Mike Vaccaro

Mike Vaccaro

NBA

Pierce, missing Boston, not having fun yet in Brooklyn

MEMPHIS, Tenn. — Even at the start, Paul Pierce was the one who seemed as if it took a crane and a team of plow horses to keep his smile intact. The day in July when the Nets unveiled the jewels of their offseason acquisitions, they all assumed certain personas almost immediately.

Kevin Garnett had his game face on. “What’s up, Brooklyn?” he crowed, to the great delight of the fans and team officials who had assembled under the klieg lights cheek-by-jowl with the media.

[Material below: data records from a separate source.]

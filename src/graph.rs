//! Task graph builder
//!
//! Compiles the loaded task set into an executable DAG:
//! - adjacency (task -> dependents) and reverse index (task -> dependencies)
//! - topological layers for ready-set seeding
//! - critical path: longest chain weighted by `estimated_effort`
//!
//! The build rejects cycles (Kahn with residual-set check), missing
//! dependencies, and duplicate ids, and aggregates every violation into one
//! error so a single validate run shows the full damage.

use std::collections::{BTreeMap, HashMap, HashSet, VecDeque};
use std::time::Duration;

use crate::task::TaskSpec;
use crate::types::TaskId;

// ============================================================================
// VIOLATIONS
// ============================================================================

/// One rule violation found while building the graph
#[derive(Debug, Clone, PartialEq, Eq)]
pub enum GraphViolation {
    DuplicateId { task_id: TaskId },
    MissingDependency { task_id: TaskId, missing: TaskId },
    SelfDependency { task_id: TaskId },
    Cycle { members: Vec<TaskId> },
}

impl std::fmt::Display for GraphViolation {
    fn fmt(&self, f: &mut std::fmt::Formatter<'_>) -> std::fmt::Result {
        match self {
            GraphViolation::DuplicateId { task_id } => {
                write!(f, "duplicate task id '{task_id}'")
            }
            GraphViolation::MissingDependency { task_id, missing } => {
                write!(f, "task '{task_id}' depends on unknown task '{missing}'")
            }
            GraphViolation::SelfDependency { task_id } => {
                write!(f, "task '{task_id}' depends on itself")
            }
            GraphViolation::Cycle { members } => {
                let ids: Vec<&str> = members.iter().map(|t| t.as_str()).collect();
                write!(f, "dependency cycle through [{}]", ids.join(", "))
            }
        }
    }
}

/// Aggregated build failure listing every violation
#[derive(Debug)]
pub struct GraphError {
    pub violations: Vec<GraphViolation>,
}

impl std::error::Error for GraphError {}

impl std::fmt::Display for GraphError {
    fn fmt(&self, f: &mut std::fmt::Formatter<'_>) -> std::fmt::Result {
        writeln!(f, "Task graph is invalid ({} violations):", self.violations.len())?;
        for v in &self.violations {
            writeln!(f, "  - {v}")?;
        }
        Ok(())
    }
}

// ============================================================================
// TASK GRAPH
// ============================================================================

/// Immutable-by-default DAG over the loaded tasks
///
/// The only mutation is [`TaskGraph::update_effort`], which recomputes the
/// critical path for the affected subgraph (the changed task and its
/// ancestors) without touching the rest.
#[derive(Debug, Clone)]
pub struct TaskGraph {
    /// task -> tasks that depend on it
    dependents: HashMap<TaskId, Vec<TaskId>>,
    /// task -> its dependencies
    dependencies: HashMap<TaskId, Vec<TaskId>>,
    /// Effort weights driving the critical path
    efforts: HashMap<TaskId, Duration>,
    /// Topological layers: layer 0 holds the roots
    layers: Vec<Vec<TaskId>>,
    /// Longest effort-weighted distance from each task to any terminal task
    /// (inclusive of the task's own effort)
    downstream_weight: HashMap<TaskId, Duration>,
    /// Members of the longest chain
    critical_path: Vec<TaskId>,
}

impl TaskGraph {
    /// Build and validate the DAG from loaded task specs
    pub fn build(specs: &[TaskSpec]) -> Result<Self, GraphError> {
        let mut violations = Vec::new();

        let mut seen: HashSet<&TaskId> = HashSet::with_capacity(specs.len());
        for spec in specs {
            if !seen.insert(&spec.id) {
                violations.push(GraphViolation::DuplicateId {
                    task_id: spec.id.clone(),
                });
            }
        }

        let mut dependencies: HashMap<TaskId, Vec<TaskId>> = HashMap::with_capacity(specs.len());
        let mut dependents: HashMap<TaskId, Vec<TaskId>> = HashMap::with_capacity(specs.len());
        let mut efforts: HashMap<TaskId, Duration> = HashMap::with_capacity(specs.len());

        for spec in specs {
            dependencies.entry(spec.id.clone()).or_default();
            dependents.entry(spec.id.clone()).or_default();
            efforts.insert(spec.id.clone(), spec.effort());
        }

        for spec in specs {
            for dep in &spec.depends_on {
                if dep == &spec.id {
                    violations.push(GraphViolation::SelfDependency {
                        task_id: spec.id.clone(),
                    });
                    continue;
                }
                if !efforts.contains_key(dep) {
                    violations.push(GraphViolation::MissingDependency {
                        task_id: spec.id.clone(),
                        missing: dep.clone(),
                    });
                    continue;
                }
                if let Some(deps) = dependencies.get_mut(&spec.id) {
                    deps.push(dep.clone());
                }
                if let Some(outs) = dependents.get_mut(dep) {
                    outs.push(spec.id.clone());
                }
            }
        }

        // Kahn's algorithm; whatever survives with in-degree > 0 is cyclic.
        let mut in_degree: BTreeMap<&TaskId, usize> = dependencies
            .iter()
            .map(|(id, deps)| (id, deps.len()))
            .collect();

        let mut frontier: VecDeque<&TaskId> = in_degree
            .iter()
            .filter(|(_, &deg)| deg == 0)
            .map(|(&id, _)| id)
            .collect();

        let mut layers: Vec<Vec<TaskId>> = Vec::new();
        let mut resolved = 0usize;

        while !frontier.is_empty() {
            let mut layer: Vec<TaskId> = Vec::with_capacity(frontier.len());
            let mut next: VecDeque<&TaskId> = VecDeque::new();

            while let Some(id) = frontier.pop_front() {
                layer.push(id.clone());
                resolved += 1;
                for dependent in &dependents[id] {
                    if let Some(deg) = in_degree.get_mut(dependent) {
                        *deg -= 1;
                        if *deg == 0 {
                            next.push_back(dependent);
                        }
                    }
                }
            }

            layer.sort();
            layers.push(layer);
            frontier = next;
        }

        if resolved != dependencies.len() {
            let mut members: Vec<TaskId> = in_degree
                .iter()
                .filter(|(_, &deg)| deg > 0)
                .map(|(&id, _)| id.clone())
                .collect();
            members.sort();
            violations.push(GraphViolation::Cycle { members });
        }

        if !violations.is_empty() {
            return Err(GraphError { violations });
        }

        let mut graph = Self {
            dependents,
            dependencies,
            efforts,
            layers,
            downstream_weight: HashMap::new(),
            critical_path: Vec::new(),
        };
        graph.recompute_weights_full();
        Ok(graph)
    }

    // ------------------------------------------------------------------
    // Queries
    // ------------------------------------------------------------------

    pub fn contains(&self, id: &TaskId) -> bool {
        self.dependencies.contains_key(id)
    }

    pub fn len(&self) -> usize {
        self.dependencies.len()
    }

    pub fn is_empty(&self) -> bool {
        self.dependencies.is_empty()
    }

    /// Direct dependencies of a task
    pub fn dependencies_of(&self, id: &TaskId) -> &[TaskId] {
        self.dependencies.get(id).map(Vec::as_slice).unwrap_or(&[])
    }

    /// Direct dependents of a task
    pub fn dependents_of(&self, id: &TaskId) -> &[TaskId] {
        self.dependents.get(id).map(Vec::as_slice).unwrap_or(&[])
    }

    /// All transitive dependents (descendants), excluding the task itself
    pub fn descendants_of(&self, id: &TaskId) -> Vec<TaskId> {
        let mut out = Vec::new();
        let mut seen: HashSet<&TaskId> = HashSet::new();
        let mut queue: VecDeque<&TaskId> = self.dependents_of(id).iter().collect();
        while let Some(next) = queue.pop_front() {
            if seen.insert(next) {
                out.push(next.clone());
                queue.extend(self.dependents_of(next).iter());
            }
        }
        out
    }

    /// Topological layers; layer 0 holds tasks without dependencies
    pub fn layers(&self) -> &[Vec<TaskId>] {
        &self.layers
    }

    /// Longest effort-weighted chain, root to terminal
    pub fn critical_path(&self) -> &[TaskId] {
        &self.critical_path
    }

    /// Whether a task sits on the critical path (scheduling tie-break)
    pub fn on_critical_path(&self, id: &TaskId) -> bool {
        self.critical_path.iter().any(|t| t == id)
    }

    /// Total effort along the critical path
    pub fn critical_path_effort(&self) -> Duration {
        self.critical_path
            .first()
            .and_then(|id| self.downstream_weight.get(id))
            .copied()
            .unwrap_or(Duration::ZERO)
    }

    // ------------------------------------------------------------------
    // Incremental updates
    // ------------------------------------------------------------------

    /// Change one task's effort estimate and recompute weights for the
    /// affected subgraph only (the task and its ancestors)
    pub fn update_effort(&mut self, id: &TaskId, effort: Duration) {
        if !self.contains(id) {
            return;
        }
        self.efforts.insert(id.clone(), effort);

        // Only the task itself and everything upstream of it can change.
        let mut affected: HashSet<TaskId> = HashSet::new();
        let mut queue: VecDeque<TaskId> = VecDeque::new();
        queue.push_back(id.clone());
        while let Some(next) = queue.pop_front() {
            if affected.insert(next.clone()) {
                for dep in self.dependencies_of(&next) {
                    queue.push_back(dep.clone());
                }
            }
        }

        // Layers are already reverse-topological when walked back to front.
        for layer in self.layers.clone().iter().rev() {
            for task in layer {
                if affected.contains(task) {
                    let weight = self.weight_from_children(task);
                    self.downstream_weight.insert(task.clone(), weight);
                }
            }
        }
        self.rebuild_critical_path();
    }

    fn weight_from_children(&self, id: &TaskId) -> Duration {
        let own = self.efforts.get(id).copied().unwrap_or(Duration::ZERO);
        let best_child = self
            .dependents_of(id)
            .iter()
            .filter_map(|d| self.downstream_weight.get(d))
            .max()
            .copied()
            .unwrap_or(Duration::ZERO);
        own + best_child
    }

    fn recompute_weights_full(&mut self) {
        self.downstream_weight.clear();
        for layer in self.layers.clone().iter().rev() {
            for task in layer {
                let weight = self.weight_from_children(task);
                self.downstream_weight.insert(task.clone(), weight);
            }
        }
        self.rebuild_critical_path();
    }

    fn rebuild_critical_path(&mut self) {
        // Start from the heaviest root; lexicographic id breaks ties.
        let Some(start) = self
            .layers
            .first()
            .into_iter()
            .flatten()
            .max_by(|a, b| self.cmp_by_weight(a, b))
            .cloned()
        else {
            self.critical_path = Vec::new();
            return;
        };

        let mut path = vec![start.clone()];
        let mut cursor = start;
        while let Some(next) = self
            .dependents_of(&cursor)
            .iter()
            .max_by(|a, b| self.cmp_by_weight(a, b))
            .cloned()
        {
            path.push(next.clone());
            cursor = next;
        }
        self.critical_path = path;
    }

    fn cmp_by_weight(&self, a: &TaskId, b: &TaskId) -> std::cmp::Ordering {
        let wa = self.downstream_weight.get(a).copied().unwrap_or_default();
        let wb = self.downstream_weight.get(b).copied().unwrap_or_default();
        // Heavier wins; on equal weight the lexicographically smaller id wins.
        wa.cmp(&wb).then_with(|| b.cmp(a))
    }
}

// ============================================================================
// TESTS
// ============================================================================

Jason Terry was chatty and charming, and spoke so effusively of his new boss, Jason Kidd, he sounded like a sophomore buttering up the varsity coach for playing time.
Pierce?

Put it this way: Tony Bennett might have left his heart in a city where little cable cars climb halfway to the stars. But Pierce had left his in the Olde Towne, in the Hub, in an arena where he helped hang a 17th banner and where fans had grown to revere him fervently, assuring his No. 34 will someday reside amid those very same rafters.

“I’m no longer a Boston Celtic,” Pierce said that day, as if saying the words would finally make it all real. “I’m a Brooklyn Net.” The cheering was immediate, and it obscured the fact Pierce’s smile had involuntarily morphed into a reflective, pensive look, and it also camouflaged what he said next: “That’s what it is right now.”

And what he said after that: “It’s a business. At some point we all have to move on.”

And then: “I’m trying to create some kind of legacy here in Brooklyn.”

OK, there’s nothing easier than digging out four-month-old quotes and plumbing them for irony. That’s the way of the world in spots, after all — expectations unmet, declarations undone, words thrown in faces like drinks at a cocktail party.

And there’s this: Pierce and the others still have a chance to establish that legacy, even if they are only 5-12 after pounding the Grizzlies Saturday, 97-88, while Pierce sat with a bruised right hand. The fact remains they picked a hell of a year to stumble out of the gate, when the Eastern Conference (excepting Miami and Indiana) is woeful and the Atlantic Division (excepting nobody) is a grisly assemblage of middling teams.

“I’ve been in this situation before,” Pierce said earlier this week. “I was with a Boston team [in 2011] that was under .500 going into the All-Star break. We weren’t playing well. But you look up playoff time, we were one quarter away from being in the Finals.”

That’s one benefit of having so much experience stuffed on the same roster. A lot of Nets who can offer similar examples of similar adversities handled and beaten. Surely that’s a large measure of why these players were so attractive to general manager Billy King that he paid a premium to import them. Pierce hardly is alone as a cause for this woeful start, even if he has struggled badly the past two weeks, missing 82 of his past 119 shots from the field, and 32 of his last 42 3s.

He just seems … what? Unhappy? Bored? Aloof? Disengaged?

Homesick?

It actually was quite stirring to watch Pierce’s career unfold in Boston, from the ashes of the failed Rick Pitino Experience to the brink of the Finals with Antoine Walker as his wingman, from the bottoming-out in 2006 to the championship of 2007 and a permanent place in the heart of New England.

There had been times when Pierce nearly was run out of Boston. When he finally left, it seemed he might personally email every Celtics fan a thank-you note.

“Boston was a special place,” Pierce said, as if anyone needed convincing that he found it a cross between Emerald City and Xanadu. “It is a special place.”

A place that had to be hard to leave. Yet, at that same gathering in July, Pierce revealed it was he who spent 90 minutes convincing Garnett to waive his no-trade clause so the two could take their show out of town, out to Brooklyn, not the other way around, as it has seemed across every second since. He even may have thought it was a good idea at the time.

And maybe he will again. It is, after all, still very, very early.

“I know it’s eventually going to turn around,” Pierce said.

Maybe Saturday night in Memphis was the start of that turnaround. And maybe Pierce will even be ready to join the mission himself sometime soon.